Monday, October 13, 2008

Fried Rice

Makes: 3 cups

Ingredients:

1 cup rice
2 cups water
1 tablespoon milk
2 eggs
1 tablespoon butter
4 rashers bacon, chopped
4 spring onions, chopped
1/2 red pepper, diced
1/2 green pepper, diced
1 x 10 ounce (310 g) can corn kernels, drained
8 ounces school shrimp or prawns, shelled and vein removed
1 tablespoon soy sauce

Microwave Method:

1. Place rice and water in 2-3 quart (2-3 litre) Pyrex bowl.
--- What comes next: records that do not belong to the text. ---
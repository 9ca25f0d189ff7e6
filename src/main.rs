//! Rankwell CLI binary.

use std::io::Write;
use std::process;

use clap::Parser;
use env_logger::Builder;
use log::LevelFilter;

use rankwell::cli::args::RankwellArgs;
use rankwell::cli::commands::execute_command;

fn main() {
    // Parse command line arguments using clap
    let args = RankwellArgs::parse();

    let log_level = match args.verbosity() {
        0 => LevelFilter::Error, // Quiet mode
        1 => LevelFilter::Warn,  // Default
        2 => LevelFilter::Info,  // Verbose
        3 => LevelFilter::Debug,
        _ => LevelFilter::Trace,
    };

    Builder::new()
        .filter_level(log_level)
        .parse_default_env()
        .format(|buf, record| writeln!(buf, "[{}] {}", record.level(), record.args()))
        .init();

    if let Err(e) = execute_command(args) {
        eprintln!("Error: {e}");
        process::exit(1);
    }
}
Cook for 10-12 minutes on HIGH.
2. Preheat browning dish for 6-7 minutes on HIGH.
3. Lightly beat milk and eggs together.
4. Place butter into browning dish. Pour over egg mixture.
5. Cook for 30-45 seconds on HIGH. Remove from browning dish.
6. Place bacon, spring onions, red and green pepper into browning dish. Cook for 2-3 minutes on HIGH, stirring halfway through cooking.
7. Stir in corn, shrimp or prawns, scrambled egg and rice. Mix well.
8. Stir in soy sauce.
9. Cook for 3-5 minutes on HIGH, stirring every minute. Serve immediately.

Brown Rice Salad


Serves: 4-6

Ingredients:

1 cup brown rice
2 1/2 cups water
1 egg
7 ounce (200 g) natural yogurt
2 tablespoons lemon juice
1 tablespoon honey
Cayenne pepper (optional)
2 hard-boiled eggs, chopped
1 red pepper, chopped
1 cup sliced celery
1/2 cup toasted pine nuts

Microwave Method:

1. Place brown rice and water in a large dish. Cook for 20-25 minutes on HIGH until tender, drain.
2. Combine egg, yogurt, lemon juice, honey and cayenne pepper.
3. Cook for 6-8 minutes on MEDIUM HIGH until sauce slightly thickens. Stir every minute.
4. Mix together hot rice, yogurt sauce, chopped eggs, pepper, celery and pine nuts.